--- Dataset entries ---
^^^^^^^^

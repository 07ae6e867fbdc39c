//! Static route discovery for Express-style JS/TS backends.
//!
//! Each candidate file goes through three passes over its syntax tree, in
//! order:
//!
//! 1. imports / `require()` bindings ([`bindings::collect_imports`])
//! 2. router prefixes from `.use('/prefix', router)` ([`bindings::collect_prefixes`])
//! 3. route registrations ([`registration::collect_routes`])
//!
//! Every pass returns a plain value that the next one reads, so nothing is
//! shared between files except the mount table computed after all files are
//! analysed. That table carries `app.use('/api', usersRouter)` across file
//! boundaries when `usersRouter` is imported from another project file.

pub mod bindings;
pub mod registration;
pub mod resolve;
pub mod types;
pub mod walker;

use std::collections::{BTreeMap, BTreeSet};
use std::path::{Path, PathBuf};

use rayon::prelude::*;
use tracing::{debug, info, warn};

pub use types::{DetectedRoute, HttpMethod, LineSpan, ANONYMOUS_HANDLER};
pub use walker::RouteFileConventions;

use bindings::{ImportTable, MountTarget, PrefixTable};
use registration::RegisteredRoute;
use resolve::normalize_path;
use types::join_route_path;

use crate::parser::parse_file;

/// Everything the three passes learned about one file.
#[derive(Debug, Clone)]
pub struct FileAnalysis {
    pub path: PathBuf,
    pub imports: ImportTable,
    pub prefixes: PrefixTable,
    pub routes: Vec<RegisteredRoute>,
}

/// Finds HTTP routes under a workspace root.
#[derive(Debug, Clone)]
pub struct RouteDetector {
    root: PathBuf,
    conventions: RouteFileConventions,
}

impl RouteDetector {
    pub fn new<P: Into<PathBuf>>(root: P) -> Self {
        Self::with_conventions(root, RouteFileConventions::default())
    }

    pub fn with_conventions<P: Into<PathBuf>>(root: P, conventions: RouteFileConventions) -> Self {
        let root = root.into();
        let root = root.canonicalize().unwrap_or_else(|_| normalize_path(&root));
        Self { root, conventions }
    }

    pub fn root(&self) -> &Path {
        &self.root
    }

    /// Candidate route files, sorted.
    pub fn candidate_files(&self) -> Vec<PathBuf> {
        walker::find_route_files(&self.root, &self.conventions)
    }

    /// Scan the whole workspace.
    ///
    /// Files are analysed in parallel; the output order depends only on the
    /// sorted file list, so two scans of an unchanged tree are identical.
    pub fn detect_routes(&self) -> Vec<DetectedRoute> {
        let files = self.candidate_files();
        debug!(root = %self.root.display(), files = files.len(), "scanning route files");

        let analyses: Vec<FileAnalysis> = files
            .par_iter()
            .filter_map(|path| analyze_file(path))
            .collect();

        let mounts = mount_prefixes(&analyses);
        let routes: Vec<DetectedRoute> = analyses
            .into_iter()
            .flat_map(|analysis| {
                let mount = mounts.get(&analysis.path).cloned();
                analysis
                    .routes
                    .into_iter()
                    .map(move |registered| apply_mount(registered, mount.as_deref()))
            })
            .collect();

        info!(routes = routes.len(), "route detection finished");
        routes
    }

    /// Scan a single file using only what that file itself declares.
    ///
    /// Purely functional: nothing from this call is visible to a later
    /// [`detect_routes`](Self::detect_routes).
    pub fn detect_routes_in_file(&self, path: &Path) -> Vec<DetectedRoute> {
        let path = if path.is_absolute() {
            normalize_path(path)
        } else {
            normalize_path(&self.root.join(path))
        };
        analyze_file(&path)
            .map(|analysis| analysis.routes.into_iter().map(|r| r.route).collect())
            .unwrap_or_default()
    }
}

/// Run the three passes over one file. Parse and read failures are logged
/// and the file is skipped.
pub fn analyze_file(path: &Path) -> Option<FileAnalysis> {
    let file = match parse_file(path) {
        Ok(file) => file,
        Err(e) => {
            warn!(file = %path.display(), error = %e, "skipping unparseable route file");
            return None;
        }
    };

    let imports = bindings::collect_imports(&file);
    let prefixes = bindings::collect_prefixes(&file);
    let routes = registration::collect_routes(&file, &imports, &prefixes);
    debug!(file = %path.display(), routes = routes.len(), "analysed route file");

    Some(FileAnalysis {
        path: path.to_path_buf(),
        imports,
        prefixes,
        routes,
    })
}

/// A mount edge: `target` file is mounted from `parent` under `prefix`.
struct MountEdge {
    parent: PathBuf,
    prefix: String,
}

/// Prefix each mounted router file receives from the files that mount it.
///
/// The first mount seen (in sorted file order) wins; chains compose and
/// cycles are cut.
fn mount_prefixes(analyses: &[FileAnalysis]) -> BTreeMap<PathBuf, String> {
    let mut edges: BTreeMap<PathBuf, MountEdge> = BTreeMap::new();

    for analysis in analyses {
        for router_use in &analysis.prefixes.uses {
            let target = match &router_use.target {
                MountTarget::Identifier(name) => analysis.imports.file_of(name).cloned(),
                MountTarget::File(path) => Some(path.clone()),
            };
            let Some(target) = target else {
                continue;
            };
            if target == analysis.path {
                continue;
            }
            let local = router_use
                .receiver
                .as_deref()
                .and_then(|r| analysis.prefixes.resolve(r));
            let prefix = match local {
                Some(local) => join_route_path(&local, &router_use.prefix),
                None => router_use.prefix.clone(),
            };
            edges.entry(target).or_insert(MountEdge {
                parent: analysis.path.clone(),
                prefix,
            });
        }
    }

    edges
        .keys()
        .filter_map(|file| {
            let mut seen = BTreeSet::new();
            resolve_mount(file, &edges, &mut seen).map(|prefix| (file.clone(), prefix))
        })
        .collect()
}

fn resolve_mount(
    file: &Path,
    edges: &BTreeMap<PathBuf, MountEdge>,
    seen: &mut BTreeSet<PathBuf>,
) -> Option<String> {
    if !seen.insert(file.to_path_buf()) {
        return None;
    }
    let edge = edges.get(file)?;
    Some(match resolve_mount(&edge.parent, edges, seen) {
        Some(parent) => join_route_path(&parent, &edge.prefix),
        None => edge.prefix.clone(),
    })
}

fn apply_mount(registered: RegisteredRoute, mount: Option<&str>) -> DetectedRoute {
    let mut route = registered.route;
    if registered.locally_prefixed {
        return route;
    }
    if let Some(mount) = mount {
        route.path = join_route_path(mount, &route.path);
        route.router_prefix = Some(mount.to_string());
    }
    route
}

#[cfg(test)]
mod tests {
    use super::*;
    use std::fs;
    use tempfile::tempdir;

    fn write(root: &Path, rel: &str, contents: &str) {
        let path = root.join(rel);
        fs::create_dir_all(path.parent().unwrap()).unwrap();
        fs::write(path, contents).unwrap();
    }

    fn sample_project() -> tempfile::TempDir {
        let dir = tempdir().unwrap();
        let root = dir.path();
        write(
            root,
            "app.js",
            r#"
const express = require('express');
const usersRouter = require('./routes/users');
const app = express();
app.use(express.json());
app.use('/api', usersRouter);
app.use('/health', require('./routes/health'));
app.get('/', (req, res) => res.send('ok'));
module.exports = app;
"#,
        );
        write(
            root,
            "routes/users.js",
            r#"
const router = require('express').Router();
const { getUser, createUser } = require('../controllers/users');
const orders = require('./orders');
router.use('/users/:userId/orders', orders);
router.get('/users/:id', getUser);
router.post('/users', auth, createUser);
module.exports = router;
"#,
        );
        write(
            root,
            "routes/orders.js",
            r#"
const router = require('express').Router({ mergeParams: true });
router.get('/', (req, res) => res.json([]));
module.exports = router;
"#,
        );
        write(
            root,
            "routes/health.js",
            "const r = require('express').Router();\nr.get('/live', live);\nmodule.exports = r;\n",
        );
        write(
            root,
            "routes/broken.js",
            "router.get('/oops', (req, res => {\n",
        );
        write(
            root,
            "controllers/users.js",
            "exports.getUser = async (req, res) => {};\nexports.createUser = async (req, res) => {};\n",
        );
        dir
    }

    #[test]
    fn test_detect_routes_with_cross_file_mounts() {
        let dir = sample_project();
        let root = dir.path().canonicalize().unwrap();
        let detector = RouteDetector::new(&root);

        let routes = detector.detect_routes();
        let listed: Vec<String> = routes.iter().map(|r| r.display_short()).collect();

        assert!(listed.contains(&"GET /".to_string()));
        assert!(listed.contains(&"GET /api/users/:id".to_string()));
        assert!(listed.contains(&"POST /api/users".to_string()));
        assert!(listed.contains(&"GET /api/users/:userId/orders".to_string()));
        assert!(listed.contains(&"GET /health/live".to_string()));
        assert!(!listed.iter().any(|r| r.contains("oops")));

        let get_user = routes
            .iter()
            .find(|r| r.path == "/api/users/:id")
            .unwrap();
        assert_eq!(get_user.handler, "getUser");
        assert_eq!(
            get_user.controller_file_path,
            Some(root.join("controllers/users.js"))
        );
        assert_eq!(get_user.controller_function.as_deref(), Some("getUser"));
        assert_eq!(get_user.router_prefix.as_deref(), Some("/api"));

        for route in &routes {
            assert!(route.path.starts_with('/'));
            assert!(!route.path.starts_with("//"));
            assert_eq!(route.method.as_str(), route.method.as_str().to_uppercase());
        }
    }

    #[test]
    fn test_detect_routes_is_idempotent() {
        let dir = sample_project();
        let detector = RouteDetector::new(dir.path());
        assert_eq!(detector.detect_routes(), detector.detect_routes());
    }

    #[test]
    fn test_single_file_detection_is_local_and_side_effect_free() {
        let dir = sample_project();
        let detector = RouteDetector::new(dir.path());
        let before = detector.detect_routes();

        let single = detector.detect_routes_in_file(Path::new("routes/users.js"));
        assert_eq!(single.len(), 2);
        assert!(single.iter().any(|r| r.path == "/users/:id"));

        assert_eq!(detector.detect_routes(), before);
    }

    #[test]
    fn test_single_file_detection_of_broken_file_is_empty() {
        let dir = sample_project();
        let detector = RouteDetector::new(dir.path());
        assert!(detector
            .detect_routes_in_file(Path::new("routes/broken.js"))
            .is_empty());
        assert!(detector
            .detect_routes_in_file(Path::new("routes/missing.js"))
            .is_empty());
    }

    #[test]
    fn test_mount_cycle_terminates() {
        let dir = tempdir().unwrap();
        let root = dir.path();
        write(
            root,
            "routes/a.js",
            "const b = require('./b');\nrouter.use('/b', b);\nrouter.get('/x', x);\n",
        );
        write(
            root,
            "routes/b.js",
            "const a = require('./a');\nrouter.use('/a', a);\nrouter.get('/y', y);\n",
        );
        let routes = RouteDetector::new(root).detect_routes();
        assert_eq!(routes.len(), 2);
    }
}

^^^^^^^^

--- EXERCISE AIM ---
Provide the count of lines holding the word "under" in these entries, and no other words.

--- ANSWER TO THIS TASK ---
2